An Unsocial Socialist by George Bernard Shaw.

George Bernard Shaw (1946).
An Unsocial Socialist, originally called The Heartless Man, was my introduction to George Bernard Shaw, most famous I dare say for his play Pygmalion (1912), and it was all rather bizarre. I can't honestly say if I liked it or not: The Guardian, who reviewed it in 1887 (four years after publication), sums it up quite neatly: "This is very nearly a good book, and still more nearly a bad one." I've no idea what to make of it.

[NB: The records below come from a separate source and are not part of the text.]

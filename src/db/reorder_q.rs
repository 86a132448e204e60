/*!
The reorder queue of deferred order updates, recorded during a scan of the base and applied afterwards.

Expansion and contraction examine every relevant belief against an entrenchment ranking which must hold still while it is examined.
So, mutation is split into two phases: the scan appends `(key, order)` commands to the queue and never touches the store, and a [commit](crate::db::store::BeliefDB::commit) drains the queue against the store once the scan is done.

A queued order of zero is a removal.
The queue belongs to a base and is always empty between operations.
*/

use std::collections::VecDeque;

use crate::{config::OrderValue, db::store::BeliefKey};

/// A queue of pending order updates, drained on commit.
pub type ReorderQ = VecDeque<(BeliefKey, OrderValue)>;
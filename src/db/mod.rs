/*!
Databases for holding beliefs and pending updates to beliefs.

- The [store](crate::db::store) holds every belief, indexed by decreasing order of entrenchment.
- The [reorder queue](crate::db::reorder_q) records order updates made during a scan of the store, for application as a batch once the scan is done.
*/

pub mod belief;
pub mod reorder_q;
pub mod store;
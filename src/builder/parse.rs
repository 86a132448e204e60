/*!
A parser from text to [expressions](crate::structures::expression).

Syntax, binding tightest to loosest:

| Form            | Text                              |
| --------------- | --------------------------------- |
| Atom            | `[A-Za-z_][A-Za-z0-9_]*`          |
| Constant        | `true`, `false`                   |
| Negation        | `~a`, `!a`                        |
| Conjunction     | `a & b`                           |
| Disjunction     | `a \| b`                          |
| Implication     | `a -> b`, right associative       |
| Equivalence     | `a <-> b`, right associative      |

Parentheses group as usual, and whitespace between tokens is free.
Errors carry the byte position at which parsing stopped.

```rust
# use entrench::builder::parse::expression;
# use entrench::types::err::ParseError;
let expr = expression("~rain | (rain -> wet)")?;
assert_eq!(format!("{expr}"), "~rain | (rain -> wet)");

assert_eq!(expression("   "), Err(ParseError::Empty));
assert_eq!(expression("a & & b"), Err(ParseError::UnexpectedCharacter(4)));
# Ok::<(), ParseError>(())
```
*/

use crate::{structures::expression::Expr, types::err::ParseError};

/// The expression written in `text`.
pub fn expression(text: &str) -> Result<Expr, ParseError> {
    let mut parser = Parser { text, position: 0 };

    parser.skip_whitespace();
    if parser.at_end() {
        return Err(ParseError::Empty);
    }

    let expr = parser.equivalence()?;

    parser.skip_whitespace();
    match parser.at_end() {
        true => Ok(expr),
        false => Err(ParseError::TrailingInput(parser.position)),
    }
}

impl std::str::FromStr for Expr {
    type Err = ParseError;

    fn from_str(text: &str) -> Result<Self, Self::Err> {
        expression(text)
    }
}

/// A position in some text, with a method per level of the grammar.
struct Parser<'t> {
    text: &'t str,
    position: usize,
}

impl Parser<'_> {
    fn at_end(&self) -> bool {
        self.position == self.text.len()
    }

    fn skip_whitespace(&mut self) {
        let bytes = self.text.as_bytes();
        while let Some(byte) = bytes.get(self.position) {
            match byte.is_ascii_whitespace() {
                true => self.position += 1,
                false => break,
            }
        }
    }

    /// Consumes `token` and returns true, when `token` is next in the text.
    ///
    /// Whitespace before a token is skipped whether or not the token is next, so a refused take leaves the position at the first character of whatever is next.
    fn take(&mut self, token: &str) -> bool {
        self.skip_whitespace();
        match self.text[self.position..].starts_with(token) {
            true => {
                self.position += token.len();
                true
            }
            false => false,
        }
    }

    fn equivalence(&mut self) -> Result<Expr, ParseError> {
        let left = self.implication()?;
        match self.take("<->") {
            true => Ok(left.iff(self.equivalence()?)),
            false => Ok(left),
        }
    }

    fn implication(&mut self) -> Result<Expr, ParseError> {
        let left = self.disjunction()?;
        match self.take("->") {
            true => Ok(left.implies(self.implication()?)),
            false => Ok(left),
        }
    }

    fn disjunction(&mut self) -> Result<Expr, ParseError> {
        let mut expr = self.conjunction()?;
        while self.take("|") {
            expr = expr | self.conjunction()?;
        }
        Ok(expr)
    }

    fn conjunction(&mut self) -> Result<Expr, ParseError> {
        let mut expr = self.negation()?;
        while self.take("&") {
            expr = expr & self.negation()?;
        }
        Ok(expr)
    }

    fn negation(&mut self) -> Result<Expr, ParseError> {
        match self.take("~") || self.take("!") {
            true => Ok(!self.negation()?),
            false => self.primary(),
        }
    }

    fn primary(&mut self) -> Result<Expr, ParseError> {
        if self.take("(") {
            let expr = self.equivalence()?;
            match self.take(")") {
                true => Ok(expr),
                false => Err(ParseError::UnbalancedParenthesis(self.position)),
            }
        } else {
            // A refused take leaves the position at the next character.
            let bytes = self.text.as_bytes();
            match bytes.get(self.position) {
                None => Err(ParseError::MissingOperand(self.position)),

                Some(byte) if byte.is_ascii_alphabetic() || *byte == b'_' => {
                    let start = self.position;
                    let mut end = start + 1;
                    while bytes
                        .get(end)
                        .is_some_and(|byte| byte.is_ascii_alphanumeric() || *byte == b'_')
                    {
                        end += 1;
                    }
                    self.position = end;

                    match &self.text[start..end] {
                        "true" => Ok(Expr::True),
                        "false" => Ok(Expr::False),
                        name => Ok(Expr::atom(name)),
                    }
                }

                Some(_) => Err(ParseError::UnexpectedCharacter(self.position)),
            }
        }
    }
}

It tells the story of Sidney Trefusis, our unsocial socialist, who is married to Henrietta (by Victorian ideals it was a very good match), who he swiftly leaves to live a true socialist life and encourage others to do the same. It begins in a girls' boarding school,
In the dusk of an October evening, a sensible looking woman of forty came out through an oaken door to a broad landing on the first floor of an old English country-house. A braid of her hair had fallen forward as if she had been stooping over book or pen; and she stood for a moment to smooth it, and to gaze contemplatively—not in the least sentimentally—through the tall, narrow window. The sun was setting, but its glories were at the other side of the house; for this window looked eastward, where the landscape of sheepwalks and pasture land was sobering at the approach of darkness.
It was that opening paragraph that sucked me in, such is my love of autumn, and the novel did more or less hold my attention (there was an unfortunate brief lapse about half way through which I regret). Shaw continues: Trefusis is a wealthy man, and he feels it necessary to adopt a disguise: he becomes Jeff Smilash and spends his time either trying to convince the lower classes to adopt socialism, or the upper middle classes to do the same. Meanwhile he falls in love, and we see his struggle to reconcile marriage with socialism and the ideas of property and capitalism which was so inherent in the Victorian era, even with regards to marriage.

Honestly it's so bizarre I can't go on. What helped a smidgen was knowing that George Bernard Shaw was himself a socialist and a member of the Fabian Society (a British socialist organisation): knowing nothing about Shaw I did assume when I bought it it was a satire, perhaps from a right-wing perspective. What it actually is, it seems, it is a left-wing social satire on prejudice. There are in it moments of humour, but they were largely down to the girls' activities in the boarding school and not so much Trefusis. What was good was his (Shaw's or Trefusis') challenging of the norms of Victorian society who (not unlike myself to be fair) were thoroughly confused and frustrated with Trefusis. What damned it was the rather misogynistic attitudes throughout. It's very hard to say what Shaw was doing in this novel, but it does seem as though he's writing, perhaps from his own experience, the difficulties of the middle and upper classes living as socialists, understanding socialism, and overcoming the perception of socially acceptable behaviour. It's a very strange work showing a dichotomy within Trefusis and is on the whole engaging.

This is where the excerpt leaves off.